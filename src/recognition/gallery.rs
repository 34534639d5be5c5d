// Ultralytics 🚀 AGPL-3.0 License - https://ultralytics.com/license
//! 人脸库 (Gallery)
//!
//! 磁盘布局: `<root>/<姓名>/<i>.jpg`, 可选特征旁注 `<i>.json`
//!
//! 启动时一次性加载; 登记时写时复制, 读者通过 Arc 快照匹配, 不会被写者阻塞

use std::fs;
use std::path::{Path, PathBuf};
use std::sync::Arc;

use image::RgbImage;
use parking_lot::{Mutex, RwLock};
use serde::{Deserialize, Serialize};
use tracing::{debug, info, warn};

use super::embedder::Embedder;
use super::track::Embedding;
use crate::error::{Result, SentinelError};

const IMAGE_EXTENSIONS: [&str; 3] = ["jpg", "jpeg", "png"];

/// 单个身份的参考特征
#[derive(Clone, Debug)]
pub struct GalleryEntry {
    pub name: String,
    pub embeddings: Vec<Embedding>,
    pub images: Vec<PathBuf>,
}

/// 最近邻匹配结果
#[derive(Clone, Debug, PartialEq)]
pub struct GalleryMatch {
    pub name: String,
    pub distance: f32,
}

/// 特征旁注文件
#[derive(Serialize, Deserialize)]
struct EmbeddingRecord {
    embedder: String,
    values: Vec<f32>,
}

/// 不可变快照
#[derive(Clone, Debug, Default)]
pub struct GallerySnapshot {
    entries: Vec<GalleryEntry>,
}

impl GallerySnapshot {
    /// 余弦距离最近的身份
    pub fn best_match(&self, embedding: &Embedding) -> Option<GalleryMatch> {
        self.entries
            .iter()
            .flat_map(|entry| {
                entry.embeddings.iter().map(move |e| GalleryMatch {
                    name: entry.name.clone(),
                    distance: embedding.cosine_distance(e),
                })
            })
            .min_by(|a, b| a.distance.total_cmp(&b.distance))
    }

    pub fn names(&self) -> Vec<String> {
        self.entries.iter().map(|e| e.name.clone()).collect()
    }

    pub fn entry(&self, name: &str) -> Option<&GalleryEntry> {
        self.entries.iter().find(|e| e.name == name)
    }

    pub fn len(&self) -> usize {
        self.entries.len()
    }

    pub fn is_empty(&self) -> bool {
        self.entries.is_empty()
    }

    pub fn embedding_count(&self) -> usize {
        self.entries.iter().map(|e| e.embeddings.len()).sum()
    }
}

pub struct Gallery {
    root: PathBuf,
    embedder_name: String,
    snapshot: RwLock<Arc<GallerySnapshot>>,
    // 串行化写者 (分配序号 + 发布快照)
    writer: Mutex<()>,
}

impl Gallery {
    /// 加载人脸库; `only` 指定时只加载该身份
    pub fn load(root: impl AsRef<Path>, embedder: &dyn Embedder, only: Option<&str>) -> Result<Self> {
        let root = root.as_ref().to_path_buf();
        fs::create_dir_all(&root)?;

        let mut dirs: Vec<PathBuf> = fs::read_dir(&root)?
            .filter_map(|e| e.ok().map(|e| e.path()))
            .filter(|p| p.is_dir())
            .collect();
        dirs.sort();

        let mut entries = Vec::new();
        for dir in dirs {
            let Some(name) = dir.file_name().and_then(|n| n.to_str()).map(str::to_string) else {
                continue;
            };
            if only.is_some_and(|o| o != name) {
                continue;
            }
            let entry = load_entry(&dir, &name, embedder)?;
            if entry.embeddings.is_empty() {
                debug!("身份 {} 没有可用图片, 跳过", name);
                continue;
            }
            entries.push(entry);
        }

        let snapshot = GallerySnapshot { entries };
        info!(
            "✅ 人脸库已加载: {} 个身份, {} 个特征 ({})",
            snapshot.len(),
            snapshot.embedding_count(),
            root.display()
        );
        Ok(Self {
            root,
            embedder_name: embedder.name().to_string(),
            snapshot: RwLock::new(Arc::new(snapshot)),
            writer: Mutex::new(()),
        })
    }

    pub fn root(&self) -> &Path {
        &self.root
    }

    /// 当前快照 (只在交换指针时短暂加读锁)
    pub fn snapshot(&self) -> Arc<GallerySnapshot> {
        self.snapshot.read().clone()
    }

    pub fn best_match(&self, embedding: &Embedding) -> Option<GalleryMatch> {
        self.snapshot().best_match(embedding)
    }

    pub fn names(&self) -> Vec<String> {
        self.snapshot().names()
    }

    /// 追加参考图片与特征, 返回图片路径
    pub fn add(&self, name: &str, crop: &RgbImage, embedding: &Embedding) -> Result<PathBuf> {
        validate_name(name)?;
        let _writer = self.writer.lock();

        let dir = self.root.join(name);
        fs::create_dir_all(&dir)?;
        let mut index = 0;
        while dir.join(format!("{}.jpg", index)).exists() {
            index += 1;
        }
        let image_path = dir.join(format!("{}.jpg", index));
        crop.save(&image_path)?;

        let record = EmbeddingRecord {
            embedder: self.embedder_name.clone(),
            values: embedding.as_slice().to_vec(),
        };
        fs::write(
            dir.join(format!("{}.json", index)),
            serde_json::to_string(&record)?,
        )?;

        // 写时复制后发布
        let mut next = (*self.snapshot()).clone();
        match next.entries.iter_mut().find(|e| e.name == name) {
            Some(entry) => {
                entry.embeddings.push(embedding.clone());
                entry.images.push(image_path.clone());
            }
            None => next.entries.push(GalleryEntry {
                name: name.to_string(),
                embeddings: vec![embedding.clone()],
                images: vec![image_path.clone()],
            }),
        }
        *self.snapshot.write() = Arc::new(next);

        info!("💾 已登记 {} → {}", name, image_path.display());
        Ok(image_path)
    }
}

/// 身份名即目录名
pub fn validate_name(name: &str) -> Result<()> {
    let trimmed = name.trim();
    if trimmed.is_empty()
        || trimmed != name
        || name.contains(['/', '\\'])
        || name == "."
        || name == ".."
    {
        return Err(SentinelError::Gallery(format!("非法身份名: {:?}", name)));
    }
    Ok(())
}

fn load_entry(dir: &Path, name: &str, embedder: &dyn Embedder) -> Result<GalleryEntry> {
    let mut images: Vec<(u64, PathBuf)> = fs::read_dir(dir)?
        .filter_map(|e| e.ok().map(|e| e.path()))
        .filter(|p| {
            p.extension()
                .and_then(|e| e.to_str())
                .is_some_and(|e| IMAGE_EXTENSIONS.contains(&e.to_lowercase().as_str()))
        })
        .map(|p| {
            let order = p
                .file_stem()
                .and_then(|s| s.to_str())
                .and_then(|s| s.parse::<u64>().ok())
                .unwrap_or(u64::MAX);
            (order, p)
        })
        .collect();
    images.sort();

    let mut entry = GalleryEntry {
        name: name.to_string(),
        embeddings: Vec::new(),
        images: Vec::new(),
    };
    for (_, path) in images {
        match load_embedding(&path, embedder) {
            Ok(e) => {
                entry.embeddings.push(e);
                entry.images.push(path);
            }
            Err(e) => warn!("⚠️ 跳过参考图片 {}: {}", path.display(), e),
        }
    }
    Ok(entry)
}

/// 旁注可用 (同一特征提取器, 维度一致) 时直接读取, 否则重新计算
fn load_embedding(image_path: &Path, embedder: &dyn Embedder) -> Result<Embedding> {
    let sidecar = image_path.with_extension("json");
    if let Ok(text) = fs::read_to_string(&sidecar) {
        match serde_json::from_str::<EmbeddingRecord>(&text) {
            Ok(record) if record.embedder == embedder.name() && record.values.len() == embedder.dim() => {
                return Embedding::new(record.values);
            }
            Ok(_) => debug!("旁注 {} 与当前特征提取器不符, 重新计算", sidecar.display()),
            Err(e) => debug!("旁注 {} 解析失败: {}", sidecar.display(), e),
        }
    }
    let image = image::open(image_path)?.to_rgb8();
    embedder.embed(&image)
}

____________

# WORK TO BE COMPLETED:
All the entries above should come back exactly as they are written.

# COMPLETED TASK:
filename src/recognition/gallery.rs
repository 34534639d5be5c5d
// Ultralytics 🚀 AGPL-3.0 License - https://ultralytics.com/license
//! 人脸库 (Gallery)
//!
//! 磁盘布局: `<root>/<姓名>/<i>.jpg`, 可选特征旁注 `<i>.json`
//!
//! 启动时一次性加载; 登记时写时复制, 读者通过 Arc 快照匹配, 不会被写者阻塞

use std::fs;
use std::path::{Path, PathBuf};
use std::sync::Arc;

use image::RgbImage;
use parking_lot::{Mutex, RwLock};
use serde::{Deserialize, Serialize};
use tracing::{debug, info, warn};

use super::embedder::Embedder;
use super::track::Embedding;
use crate::error::{Result, SentinelError};

const IMAGE_EXTENSIONS: [&str; 3] = ["jpg", "jpeg", "png"];

/// 单个身份的参考特征
#[derive(Clone, Debug)]
pub struct GalleryEntry {
    pub name: String,
    pub embeddings: Vec<Embedding>,
    pub images: Vec<PathBuf>,
}

/// 最近邻匹配结果
#[derive(Clone, Debug, PartialEq)]
pub struct GalleryMatch {
    pub name: String,
    pub distance: f32,
}

/// 特征旁注文件
#[derive(Serialize, Deserialize)]
struct EmbeddingRecord {
    embedder: String,
    values: Vec<f32>,
}

/// 不可变快照
#[derive(Clone, Debug, Default)]
pub struct GallerySnapshot {
    entries: Vec<GalleryEntry>,
}

impl GallerySnapshot {
    /// 余弦距离最近的身份
    pub fn best_match(&self, embedding: &Embedding) -> Option<GalleryMatch> {
        self.entries
            .iter()
            .flat_map(|entry| {
                entry.embeddings.iter().map(move |e| GalleryMatch {
                    name: entry.name.clone(),
                    distance: embedding.cosine_distance(e),
                })
            })
            .min_by(|a, b| a.distance.total_cmp(&b.distance))
    }

    pub fn names(&self) -> Vec<String> {
        self.entries.iter().map(|e| e.name.clone()).collect()
    }

    pub fn entry(&self, name: &str) -> Option<&GalleryEntry> {
        self.entries.iter().find(|e| e.name == name)
    }

    pub fn len(&self) -> usize {
        self.entries.len()
    }

    pub fn is_empty(&self) -> bool {
        self.entries.is_empty()
    }

    pub fn embedding_count(&self) -> usize {
        self.entries.iter().map(|e| e.embeddings.len()).sum()
    }
}

pub struct Gallery {
    root: PathBuf,
    embedder_name: String,
    snapshot: RwLock<Arc<GallerySnapshot>>,
    // 串行化写者 (分配序号 + 发布快照)
    writer: Mutex<()>,
}

impl Gallery {
    /// 加载人脸库; `only` 指定时只加载该身份
    pub fn load(root: impl AsRef<Path>, embedder: &dyn Embedder, only: Option<&str>) -> Result<Self> {
        let root = root.as_ref().to_path_buf();
        fs::create_dir_all(&root)?;

        let mut dirs: Vec<PathBuf> = fs::read_dir(&root)?
            .filter_map(|e| e.ok().map(|e| e.path()))
            .filter(|p| p.is_dir())
            .collect();
        dirs.sort();

        let mut entries = Vec::new();
        for dir in dirs {
            let Some(name) = dir.file_name().and_then(|n| n.to_str()).map(str::to_string) else {
                continue;
            };
            if only.is_some_and(|o| o != name) {
                continue;
            }
            let entry = load_entry(&dir, &name, embedder)?;
            if entry.embeddings.is_empty() {
                debug!("身份 {} 没有可用图片, 跳过", name);
                continue;
            }
            entries.push(entry);
        }

        let snapshot = GallerySnapshot { entries };
        info!(
            "✅ 人脸库已加载: {} 个身份, {} 个特征 ({})",
            snapshot.len(),
            snapshot.embedding_count(),
            root.display()
        );
        Ok(Self {
            root,
            embedder_name: embedder.name().to_string(),
            snapshot: RwLock::new(Arc::new(snapshot)),
            writer: Mutex::new(()),
        })
    }

    pub fn root(&self) -> &Path {
        &self.root
    }

    /// 当前快照 (只在交换指针时短暂加读锁)
    pub fn snapshot(&self) -> Arc<GallerySnapshot> {
        self.snapshot.read().clone()
    }

    pub fn best_match(&self, embedding: &Embedding) -> Option<GalleryMatch> {
        self.snapshot().best_match(embedding)
    }

    pub fn names(&self) -> Vec<String> {
        self.snapshot().names()
    }

    /// 追加参考图片与特征, 返回图片路径
    pub fn add(&self, name: &str, crop: &RgbImage, embedding: &Embedding) -> Result<PathBuf> {
        validate_name(name)?;
        let _writer = self.writer.lock();

        let dir = self.root.join(name);
        fs::create_dir_all(&dir)?;
        let mut index = 0;
        while dir.join(format!("{}.jpg", index)).exists() {
            index += 1;
        }
        let image_path = dir.join(format!("{}.jpg", index));
        crop.save(&image_path)?;

        let record = EmbeddingRecord {
            embedder: self.embedder_name.clone(),
            values: embedding.as_slice().to_vec(),
        };
        fs::write(
            dir.join(format!("{}.json", index)),
            serde_json::to_string(&record)?,
        )?;

        // 写时复制后发布
        let mut next = (*self.snapshot()).clone();
        match next.entries.iter_mut().find(|e| e.name == name) {
            Some(entry) => {
                entry.embeddings.push(embedding.clone());
                entry.images.push(image_path.clone());
            }
            None => next.entries.push(GalleryEntry {
                name: name.to_string(),
                embeddings: vec![embedding.clone()],
                images: vec![image_path.clone()],
            }),
        }
        *self.snapshot.write() = Arc::new(next);

        info!("💾 已登记 {} → {}", name, image_path.display());
        Ok(image_path)
    }
}

/// 身份名即目录名
pub fn validate_name(name: &str) -> Result<()> {
    let trimmed = name.trim();
    if trimmed.is_empty()
        || trimmed != name
        || name.contains(['/', '\\'])
        || name == "."
        || name == ".."
    {
        return Err(SentinelError::Gallery(format!("非法身份名: {:?}", name)));
    }
    Ok(())
}

fn load_entry(dir: &Path, name: &str, embedder: &dyn Embedder) -> Result<GalleryEntry> {
    let mut images: Vec<(u64, PathBuf)> = fs::read_dir(dir)?
        .filter_map(|e| e.ok().map(|e| e.path()))
        .filter(|p| {
            p.extension()
                .and_then(|e| e.to_str())
                .is_some_and(|e| IMAGE_EXTENSIONS.contains(&e.to_lowercase().as_str()))
        })
        .map(|p| {
            let order = p
                .file_stem()
                .and_then(|s| s.to_str())
                .and_then(|s| s.parse::<u64>().ok())
                .unwrap_or(u64::MAX);
            (order, p)
        })
        .collect();
    images.sort();

    let mut entry = GalleryEntry {
        name: name.to_string(),
        embeddings: Vec::new(),
        images: Vec::new(),
    };
    for (_, path) in images {
        match load_embedding(&path, embedder) {
            Ok(e) => {
                entry.embeddings.push(e);
                entry.images.push(path);
            }
            Err(e) => warn!("⚠️ 跳过参考图片 {}: {}", path.display(), e),
        }
    }
    Ok(entry)
}

/// 旁注可用 (同一特征提取器, 维度一致) 时直接读取, 否则重新计算
fn load_embedding(image_path: &Path, embedder: &dyn Embedder) -> Result<Embedding> {
    let sidecar = image_path.with_extension("json");
    if let Ok(text) = fs::read_to_string(&sidecar) {
        match serde_json::from_str::<EmbeddingRecord>(&text) {
            Ok(record) if record.embedder == embedder.name() && record.values.len() == embedder.dim() => {
                return Embedding::new(record.values);
            }
            Ok(_) => debug!("旁注 {} 与当前特征提取器不符, 重新计算", sidecar.display()),
            Err(e) => debug!("旁注 {} 解析失败: {}", sidecar.display(), e),
        }
    }
    let image = image::open(image_path)?.to_rgb8();
    embedder.embed(&image)
}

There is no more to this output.